That week in ’73 I wondered, “Will this really happen?”
Carol struggled to focus on her school work at Rogue River High School, while I slammed particle board sheets through a panel saw at a cabinet shop in Grants Pass.
It seemed like a dream when Carol’s mom agreed to legally emancipate her from her family. Carol was still 17.
Her father seethed about the two of us trying to elope. A quiet rage was building and he was ready to snap—again. But police ignored what we told them about his abusive ways. Things were different in ‘73. Abuse carried a stigma, but small-town authorities tried to ignore it rather than go public.
So Carol weathered the smoldering threat by herself at “home sweet home”—while dreaming about our new life together. We planned to marry the moment the clock struck a nanosecond past 12 on the day she turned 18. But we had to wait, so that the old man wouldn’t file charges against me. We had started dating when we were both 17—but I had turned 18 and was banned from seeing her. Carol slept each night wrapped up in her coat, ready to run.
Then one night Carol’s mom had called me!
I shivered in a phone booth, watching rain drizzle down the glass, stunned. “You can marry Carol, Richard.” Her voice sounded drained of all emotion. She sounded as if resigned to a horrible fate.
“The ceremony will be in two weeks at Wimer Chapel.” I wondered what finally awakened her to the danger Carol faced. Had something happened?
As I write this, I am reliving the longest week of my life.

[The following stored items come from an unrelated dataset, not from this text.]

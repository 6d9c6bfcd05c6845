// trestle-core/src/application/converter.rs

use tracing::{info, instrument};

use crate::application::migration::migrate_to_split_interface;
use crate::application::validation::{
    validate_adapted_user_config, validate_initial_user_config, validate_task_arguments,
};
use crate::domain::config::{
    ExecutionConfig, OperatorArgs, ProfileConfig, ProjectConfig, RenderConfig,
};
use crate::domain::diagnostics::{DeprecationNotice, DiagnosticSink};
use crate::domain::error::ConfigurationError;
use crate::domain::target::{DagRef, ParsingContext, TaskGroupRef};
use crate::domain::task_args::TaskArgs;
use crate::error::TrestleError;
use crate::ports::{BuildRequest, GraphLoader, LoadRequest, TaskGraphBuilder, WarningCallback};

/// Everything a host hands over to convert one transform project into tasks
/// inside one DAG or task group. Configs are borrowed: the converter clones
/// before any rewrite and never mutates the caller's objects.
pub struct ConversionRequest<'a> {
    pub project: &'a ProjectConfig,
    pub profile: Option<&'a ProfileConfig>,
    pub execution: Option<&'a ExecutionConfig>,
    pub render: Option<&'a RenderConfig>,
    pub operator_args: Option<&'a OperatorArgs>,
    pub dag: Option<&'a DagRef>,
    pub task_group: Option<&'a TaskGroupRef>,
    pub on_warning: Option<WarningCallback>,
    /// When false (the default), a conversion invoked while the host parser
    /// is materialising a *different* DAG stops before any expensive work.
    pub parse_all_dags: bool,
}

impl<'a> ConversionRequest<'a> {
    pub fn new(project: &'a ProjectConfig) -> Self {
        Self {
            project,
            profile: None,
            execution: None,
            render: None,
            operator_args: None,
            dag: None,
            task_group: None,
            on_warning: None,
            parse_all_dags: false,
        }
    }
}

#[derive(Debug, Clone, PartialEq, Eq)]
pub enum ConversionOutcome {
    /// The multi-DAG-parse shortcut fired: nothing was validated or built.
    Skipped,
    /// The scheduler graph was populated from this many project nodes.
    Built { nodes: usize },
}

/// Result of a conversion, carrying the deprecation notices collected along
/// the way for the host to log or ignore.
#[derive(Debug)]
pub struct ConversionReport {
    pub outcome: ConversionOutcome,
    pub deprecations: Vec<DeprecationNotice>,
}

/// Drives one conversion end to end: resolve the target, validate and
/// migrate the configuration, load the project graph and hand the result to
/// the external builder. Any validation error aborts the whole build; no
/// partial graph is ever constructed.
#[instrument(skip_all, fields(project = ?request.project.resolved_name()))]
pub async fn convert<L, B>(
    request: ConversionRequest<'_>,
    parsing_context: &ParsingContext,
    loader: &L,
    builder: &B,
) -> Result<ConversionReport, TrestleError>
where
    L: GraphLoader,
    B: TaskGraphBuilder,
{
    // 1. TARGET RESOLUTION (a task group implies its owning DAG)
    let dag = request
        .dag
        .or(request.task_group.map(|group| &group.dag))
        .ok_or(ConfigurationError::MissingTarget)?;

    // 2. MULTI-DAG PARSE SHORTCUT
    // Hosts instantiate the converter once per candidate DAG file even though
    // only one DAG per file is ultimately materialised.
    if !request.parse_all_dags
        && let Some(current_dag_id) = &parsing_context.current_dag_id
        && current_dag_id != &dag.dag_id
    {
        info!(
            dag_id = %dag.dag_id,
            current = %current_dag_id,
            "Not the DAG being materialised, skipping conversion"
        );
        return Ok(ConversionReport {
            outcome: ConversionOutcome::Skipped,
            deprecations: Vec::new(),
        });
    }

    request.project.validate_project()?;

    // 3. DEFAULT MISSING CONFIGS
    let default_execution = ExecutionConfig::default();
    let default_render = RenderConfig::default();
    let default_operator_args = OperatorArgs::default();
    let execution = request.execution.unwrap_or(&default_execution);
    let render = request.render.unwrap_or(&default_render);
    let operator_args = request.operator_args.unwrap_or(&default_operator_args);

    let mut diagnostics = DiagnosticSink::new();

    validate_initial_user_config(
        execution,
        request.profile,
        request.project,
        render,
        operator_args,
        &mut diagnostics,
    )?;

    // 4. LEGACY INTERFACE MIGRATION
    // Safe now that initial validation confirmed which path interface is in
    // use; works on clones so reused configs never leak state across builds.
    let (execution, render) = if request.project.project_dir.is_some() {
        migrate_to_split_interface(execution, request.project, render)
    } else {
        (execution.clone(), render.clone())
    };

    validate_adapted_user_config(&execution, request.project, &render)?;

    // 5. EFFECTIVE VARIABLES
    // Presence decides precedence: a project-level map wins even when empty.
    let env_vars = request
        .project
        .env_vars
        .clone()
        .or_else(|| operator_args.env.clone());
    let vars = request
        .project
        .vars
        .clone()
        .or_else(|| operator_args.vars.clone());

    // 6. LOAD THE PROJECT GRAPH (failures propagate unchanged)
    let nodes = loader
        .load(&LoadRequest {
            project: request.project,
            render: &render,
            execution: &execution,
            profile: request.profile,
            vars: vars.as_ref(),
        })
        .await?;
    info!(nodes = nodes.len(), "Transform project graph loaded");

    // 7. TASK ARGUMENT BUNDLE
    let project_dir = execution
        .project_dir
        .clone()
        .ok_or(ConfigurationError::UnresolvedExecutionPath)?;
    let mut task_args = TaskArgs {
        passthrough: operator_args.extra.clone(),
        project_dir,
        partial_parse: request.project.partial_parse,
        profile: request.profile.cloned(),
        emit_datasets: render.emit_datasets,
        env: env_vars,
        vars,
        executable_path: execution.executable_path.clone(),
        invocation_mode: execution.invocation_mode,
    };

    validate_task_arguments(
        &render,
        request.profile,
        &mut task_args,
        operator_args,
        execution.execution_mode,
        &mut diagnostics,
    )?;

    // 8. HAND OFF TO THE EXTERNAL BUILDER
    let project_name = request
        .project
        .resolved_name()
        .ok_or(ConfigurationError::UnnamedProject)?;
    builder
        .build(&BuildRequest {
            nodes: &nodes,
            dag,
            task_group: request.task_group,
            execution_mode: execution.execution_mode,
            task_args: &task_args,
            test_indirect_selection: execution.test_indirect_selection,
            project_name: &project_name,
            on_warning: request.on_warning.clone(),
            render: &render,
        })
        .await?;
    info!(dag_id = %dag.dag_id, "Scheduler graph populated");

    Ok(ConversionReport {
        outcome: ConversionOutcome::Built { nodes: nodes.len() },
        deprecations: diagnostics.into_notices(),
    })
}
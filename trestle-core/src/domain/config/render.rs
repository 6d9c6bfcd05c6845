// trestle-core/src/domain/config/render.rs

use serde::{Deserialize, Serialize};
use std::collections::HashMap;
use std::path::PathBuf;

/// Strategy used by the external loader to turn the project into a node set.
#[derive(Debug, Deserialize, Serialize, Clone, Copy, Default, PartialEq, Eq)]
#[serde(rename_all = "snake_case")]
pub enum LoadMethod {
    #[default]
    Automatic,
    FromManifest,
    ProjectScan,
    Custom,
}

/// Where test tasks land relative to the models they cover.
#[derive(Debug, Deserialize, Serialize, Clone, Copy, Default, PartialEq, Eq)]
#[serde(rename_all = "snake_case")]
pub enum TestBehavior {
    None,
    #[default]
    AfterEach,
    AfterAll,
}

/// Controls how the project graph is turned into scheduler tasks.
#[derive(Debug, Deserialize, Serialize, Clone, PartialEq)]
pub struct RenderConfig {
    #[serde(skip_serializing_if = "Option::is_none")]
    pub project_dir: Option<PathBuf>,

    #[serde(default)]
    pub select: Vec<String>,

    #[serde(default)]
    pub exclude: Vec<String>,

    // Deprecated duplicate of ProjectConfig.env_vars.
    #[serde(skip_serializing_if = "Option::is_none")]
    pub env_vars: Option<HashMap<String, String>>,

    #[serde(default)]
    pub load_method: LoadMethod,

    #[serde(default = "default_true")]
    pub emit_datasets: bool,

    #[serde(default)]
    pub test_behavior: TestBehavior,
}

fn default_true() -> bool {
    true
}

impl Default for RenderConfig {
    fn default() -> Self {
        Self {
            project_dir: None,
            select: Vec::new(),
            exclude: Vec::new(),
            env_vars: None,
            load_method: LoadMethod::Automatic,
            emit_datasets: true,
            test_behavior: TestBehavior::AfterEach,
        }
    }
}
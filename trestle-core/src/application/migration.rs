// trestle-core/src/application/migration.rs

use crate::domain::config::{ExecutionConfig, ProjectConfig, RenderConfig};

/// Rewrites the legacy combined-path interface into the split one.
///
/// The same configuration objects may back several DAG or task-group
/// definitions in one host process, so the rewrite happens on private clones;
/// the inputs are never touched. Invoked only once initial validation has
/// confirmed no conflicting split paths exist.
pub fn migrate_to_split_interface(
    execution: &ExecutionConfig,
    project: &ProjectConfig,
    render: &RenderConfig,
) -> (ExecutionConfig, RenderConfig) {
    let mut execution = execution.clone();
    let mut render = render.clone();
    execution.project_dir = project.project_dir.clone();
    render.project_dir = project.project_dir.clone();
    (execution, render)
}

#[cfg(test)]
#[allow(clippy::unwrap_used)]
mod tests {
    use super::*;
    use std::path::PathBuf;

    #[test]
    fn test_migration_copies_the_combined_path_into_both_configs() {
        let project = ProjectConfig::from_project_dir("/data/projects/revenue");
        let execution = ExecutionConfig::default();
        let render = RenderConfig::default();

        let (migrated_execution, migrated_render) =
            migrate_to_split_interface(&execution, &project, &render);

        let expected = Some(PathBuf::from("/data/projects/revenue"));
        assert_eq!(migrated_execution.project_dir, expected);
        assert_eq!(migrated_render.project_dir, expected);
    }

    #[test]
    fn test_migration_never_mutates_the_inputs() {
        let project = ProjectConfig::from_project_dir("/data/projects/revenue");
        let execution = ExecutionConfig::default();
        let render = RenderConfig {
            select: vec!["tag:nightly".to_string()],
            ..RenderConfig::default()
        };

        let execution_snapshot = execution.clone();
        let render_snapshot = render.clone();

        let _ = migrate_to_split_interface(&execution, &project, &render);

        assert_eq!(execution, execution_snapshot);
        assert_eq!(render, render_snapshot);
        assert_eq!(render.project_dir, None);
    }
}
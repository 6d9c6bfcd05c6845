pub mod execution;
pub mod operator_args;
pub mod profile;
pub mod project;
pub mod render;

pub use execution::{ExecutionConfig, ExecutionMode, IndirectSelection, InvocationMode};
pub use operator_args::OperatorArgs;
pub use profile::{ProfileConfig, ProfileMapping};
pub use project::ProjectConfig;
pub use render::{LoadMethod, RenderConfig, TestBehavior};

I borrowed a suit and shoes. We got our blood tests. Carol’s mom frantically sewed a whole wedding dress. And I robotically cut lumber by day, and lay awake those nights before our cobbled-together ceremony. Then it came.
“Is there anyone here who knows a reason that this couple should not be joined?”
Reasons? I held my breath as the pastor stared over his glasses. He waited.
Oh, yeah—there were plenty of reasons. We were too young. We came from dysfunctional homes. Carol was a teenage girl who needed to finish high school. I was clueless and stubborn—barely 18 (and a know-it-all).
But on Friday, October 26, 1973, every “reason” stood silent as we kissed.
A scene from the Bible has since played in my mind:
I see the Pharisees standing mute, watching Jesus tell a paralytic, “Son, your sins are forgiven”—while logical “reasons” screamed in their heads. But reasons could not stop God’s grace from lifting the paralytic from his bed—forgiven of every sin.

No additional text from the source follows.